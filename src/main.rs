//! Vigilar CLI
//!
//! # Usage
//!
//! ```bash
//! # Write a default configuration
//! vigilar init vigilar.yaml
//!
//! # Run governance cycles over batches and export a report
//! vigilar monitor --baseline baselines.json --config vigilar.yaml \
//!     --output reports/governance.json day1.json day2.json day3.json
//!
//! # Fairness gate (non-zero exit on bias)
//! vigilar audit predictions.json
//!
//! # Performance thresholds on labelled predictions
//! vigilar validate labelled.json --format json
//! ```

use clap::Parser;
use std::process::ExitCode;
use vigilar::cli::{run_command, Cli};

fn main() -> ExitCode {
    let cli = Cli::parse();

    match run_command(cli) {
        Ok(()) => ExitCode::SUCCESS,
        Err(e) => {
            eprintln!("Error: {e}");
            ExitCode::FAILURE
        }
    }
}
//! Report structure.

use chrono::{DateTime, Utc};
use serde::{Deserialize, Serialize};
use std::collections::BTreeMap;
use std::fmt;

use crate::bias::{BiasHistoryEntry, BiasStatistics};
use crate::config::MonitorConfig;
use crate::drift::{DriftHistoryEntry, DriftStatistics};
use crate::escalation::{Alert, BreachState};
use crate::validation::{ValidationResult, ValidationSummary};

#[derive(Clone, Debug, PartialEq, Serialize, Deserialize)]
pub struct DriftSection {
    pub statistics: DriftStatistics,
    /// Oldest first
    pub history: Vec<DriftHistoryEntry>,
}

#[derive(Clone, Debug, PartialEq, Serialize, Deserialize)]
pub struct BiasSection {
    pub statistics: BiasStatistics,
    pub history: Vec<BiasHistoryEntry>,
}

#[derive(Clone, Debug, PartialEq, Serialize, Deserialize)]
pub struct ValidationSection {
    pub summary: ValidationSummary,
    pub history: Vec<ValidationResult>,
}

#[derive(Clone, Debug, PartialEq, Serialize, Deserialize)]
pub struct EscalationSection {
    pub states: BTreeMap<String, BreachState>,
    pub active_alerts: Vec<String>,
    pub alert_history: Vec<Alert>,
}

/// Snapshot of the whole governance monitor
#[derive(Clone, Debug, PartialEq, Serialize, Deserialize)]
pub struct GovernanceReport {
    pub generated_at: DateTime<Utc>,
    pub config: MonitorConfig,
    pub drift: DriftSection,
    pub bias: BiasSection,
    pub validation: ValidationSection,
    pub escalation: EscalationSection,
}

/// One gauge value with its labels
#[derive(Clone, Debug, PartialEq, Serialize, Deserialize)]
pub struct GaugeSample {
    pub name: String,
    pub labels: BTreeMap<String, String>,
    pub value: f64,
}

impl GaugeSample {
    pub fn new(name: &str, value: f64) -> Self {
        Self { name: name.to_string(), labels: BTreeMap::new(), value }
    }

    pub fn with_label(mut self, key: &str, value: &str) -> Self {
        self.labels.insert(key.to_string(), value.to_string());
        self
    }
}

/// Exposition-format line: `name{key="value",...} value`
impl fmt::Display for GaugeSample {
    fn fmt(&self, f: &mut fmt::Formatter<'_>) -> fmt::Result {
        write!(f, "{}", self.name)?;
        if !self.labels.is_empty() {
            let labels: Vec<String> = self
                .labels
                .iter()
                .map(|(k, v)| format!("{k}=\"{}\"", v.replace('\\', "\\\\").replace('"', "\\\"")))
                .collect();
            write!(f, "{{{}}}", labels.join(","))?;
        }
        write!(f, " {}", self.value)
    }
}
//! CLI module for vigilar
//!
//! Argument parsing, logging setup and command handlers for the `vigilar`
//! binary.

mod args;
mod commands;
mod logging;

pub use args::{parse_args, AuditArgs, Cli, Command, InitArgs, MonitorArgs, OutputFormat, ValidateArgs};
pub use commands::run_command;
pub use logging::{init_tracing, LogLevel};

_Aim of the task_
The answer must be every line of the records above that holds the word "ValidationSection".

_Response below_
pub struct ValidationSection {
    pub validation: ValidationSection,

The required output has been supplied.